The unofficial start of summer is upon us once again, and with it, the start of vacation season. According to The Conference Board consumer confidence survey, which includes questions about vacation plans, consumers are not really sure if they are going to take a vacation this summer. Overall, respondents’ plans to vacation in the next six months have fluctuated wildly in recent months; however, the number of those intending to travel by airplane for their vacation has trended higher than we’ve seen in years.
Meanwhile, petroleum-based energy prices have retreated from 2008 highs, but the price of jet fuel remains well above its historical average. The extent to which higher fuel prices feed into higher ticket prices could impact whether consumers head back to the skies.

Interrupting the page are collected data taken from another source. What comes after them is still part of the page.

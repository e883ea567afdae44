use std::sync::mpsc;
use std::sync::{Arc, Mutex};
use std::thread;
use std::time::Duration;

use serde_json::Value;

#[derive(Debug, Clone)]
pub struct MalStubConfig {
    /// Token pair handed out by the token endpoint. `None` makes it answer 400.
    pub issued_tokens: Option<(String, String)>,
    /// Bearer token the list endpoint accepts.
    pub accepted_access_token: String,
    /// Entries per page; the last page carries no `paging.next`.
    pub pages: Vec<Vec<Value>>,
    /// Zero-based page index answered with a 500.
    pub fail_page: Option<usize>,
}

#[derive(Debug, Default, Clone)]
pub struct MalStubLog {
    pub token_requests: Vec<String>,
    pub list_requests: Vec<String>,
}

pub struct MalStub {
    pub auth_url: String,
    pub api_url: String,
    pub log: Arc<Mutex<MalStubLog>>,
    shutdown_tx: Option<mpsc::Sender<()>>,
    handle: Option<thread::JoinHandle<()>>,
}

#[allow(dead_code)]
pub fn anime_json(id: u64, title: &str) -> Value {
    serde_json::json!({
        "id": id,
        "title": title,
        "main_picture": {
            "medium": format!("https://cdn.example/{id}m.jpg"),
            "large": format!("https://cdn.example/{id}l.jpg"),
        },
        "alternative_titles": { "synonyms": [], "en": "", "ja": "" },
        "synopsis": format!("About {title}."),
        "my_list_status": {
            "status": "watching",
            "score": 0,
            "num_episodes_watched": 1,
            "is_rewatching": false,
            "updated_at": "2024-05-01T10:00:00+00:00",
        },
    })
}

impl MalStub {
    pub fn spawn(config: MalStubConfig) -> Self {
        let server = tiny_http::Server::http("127.0.0.1:0").expect("start mal stub server");
        let addr = server.server_addr();
        let base_url = format!("http://{addr}");
        let log = Arc::new(Mutex::new(MalStubLog::default()));

        let (shutdown_tx, shutdown_rx) = mpsc::channel::<()>();
        let thread_log = Arc::clone(&log);
        let thread_base_url = base_url.clone();

        let handle = thread::spawn(move || {
            loop {
                if shutdown_rx.try_recv().is_ok() {
                    break;
                }

                let mut request = match server.recv_timeout(Duration::from_millis(50)) {
                    Ok(Some(req)) => req,
                    Ok(None) => continue,
                    Err(_) => break,
                };

                let url = request.url().to_string();
                let path = url.split('?').next().unwrap_or(&url).to_owned();

                let (status, body) = if request.method() == &tiny_http::Method::Post
                    && path == "/v1/oauth2/token"
                {
                    let mut form = String::new();
                    let _ = request.as_reader().read_to_string(&mut form);
                    thread_log
                        .lock()
                        .expect("lock stub log")
                        .token_requests
                        .push(form);
                    match &config.issued_tokens {
                        Some((access, refresh)) => (
                            200,
                            serde_json::json!({
                                "token_type": "Bearer",
                                "expires_in": 2678400,
                                "access_token": access,
                                "refresh_token": refresh,
                            }),
                        ),
                        None => (
                            400,
                            serde_json::json!({
                                "error": "invalid_grant",
                                "message": "The refresh token is invalid.",
                            }),
                        ),
                    }
                } else if request.method() == &tiny_http::Method::Get
                    && path == "/v2/users/@me/animelist"
                {
                    thread_log
                        .lock()
                        .expect("lock stub log")
                        .list_requests
                        .push(url.clone());
                    list_response(&config, &thread_base_url, &url, bearer(&request))
                } else {
                    (404, serde_json::json!({ "error": "not_found" }))
                };

                let header =
                    tiny_http::Header::from_bytes(&b"Content-Type"[..], &b"application/json"[..])
                        .expect("build header");
                let response = tiny_http::Response::from_string(body.to_string())
                    .with_status_code(status)
                    .with_header(header);
                let _ = request.respond(response);
            }
        });

        Self {
            auth_url: format!("{base_url}/v1/oauth2"),
            api_url: format!("{base_url}/v2"),
            log,
            shutdown_tx: Some(shutdown_tx),
            handle: Some(handle),
        }
    }

    pub fn log(&self) -> MalStubLog {
        self.log.lock().expect("lock stub log").clone()
    }
}

impl Drop for MalStub {
    fn drop(&mut self) {
        if let Some(tx) = self.shutdown_tx.take() {
            let _ = tx.send(());
        }
        if let Some(handle) = self.handle.take() {
            let _ = handle.join();
        }
    }
}

fn bearer(request: &tiny_http::Request) -> Option<String> {
    request
        .headers()
        .iter()
        .find(|h| h.field.equiv("Authorization"))
        .map(|h| h.value.as_str().to_owned())
}

fn list_response(
    config: &MalStubConfig,
    base_url: &str,
    url: &str,
    authorization: Option<String>,
) -> (u16, Value) {
    let expected = format!("Bearer {}", config.accepted_access_token);
    if authorization.as_deref() != Some(expected.as_str()) {
        return (401, serde_json::json!({ "error": "invalid_token" }));
    }

    let parsed = match url::Url::parse(&format!("{base_url}{url}")) {
        Ok(parsed) => parsed,
        Err(_) => return (400, serde_json::json!({ "error": "bad_request" })),
    };
    let page_index = parsed
        .query_pairs()
        .find(|(k, _)| k == "page")
        .and_then(|(_, v)| v.parse::<usize>().ok())
        .unwrap_or(0);

    if config.fail_page == Some(page_index) {
        return (500, serde_json::json!({ "error": "internal_error" }));
    }
    let Some(entries) = config.pages.get(page_index) else {
        return (404, serde_json::json!({ "error": "not_found" }));
    };

    let data = entries
        .iter()
        .map(|node| serde_json::json!({ "node": node }))
        .collect::<Vec<_>>();
    let paging = if page_index + 1 < config.pages.len() {
        serde_json::json!({
            "next": format!("{base_url}/v2/users/@me/animelist?nsfw=true&page={}", page_index + 1),
        })
    } else {
        serde_json::json!({})
    };

    (200, serde_json::json!({ "data": data, "paging": paging }))
}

In the past year, the U.S. airline industry has coped well with rising fuel prices by flying leaner—and meaner. Across the board, airlines are flying with fewer planes and fewer available seats, but with increased ticket prices and added fees. The chart below shows how the passenger load factor, which is equivalent to capacity utilization for the industry, has risen steadily over the past 15 years.
Even if consumers are more inclined to take vacations, airlines need to take heed of changed consumer spending patterns. Consumers are now more cost-conscious and are looking for the best deals. New fees that add $100 for a carry-on or could charge families extra to sit together don’t fit this trend.
So the question is: How does the discomfort of flying combined with higher prices and fees gel with consumers’ renewed plans to fly this year? It may mean that the pent-up demand may remain pent-up for a while longer.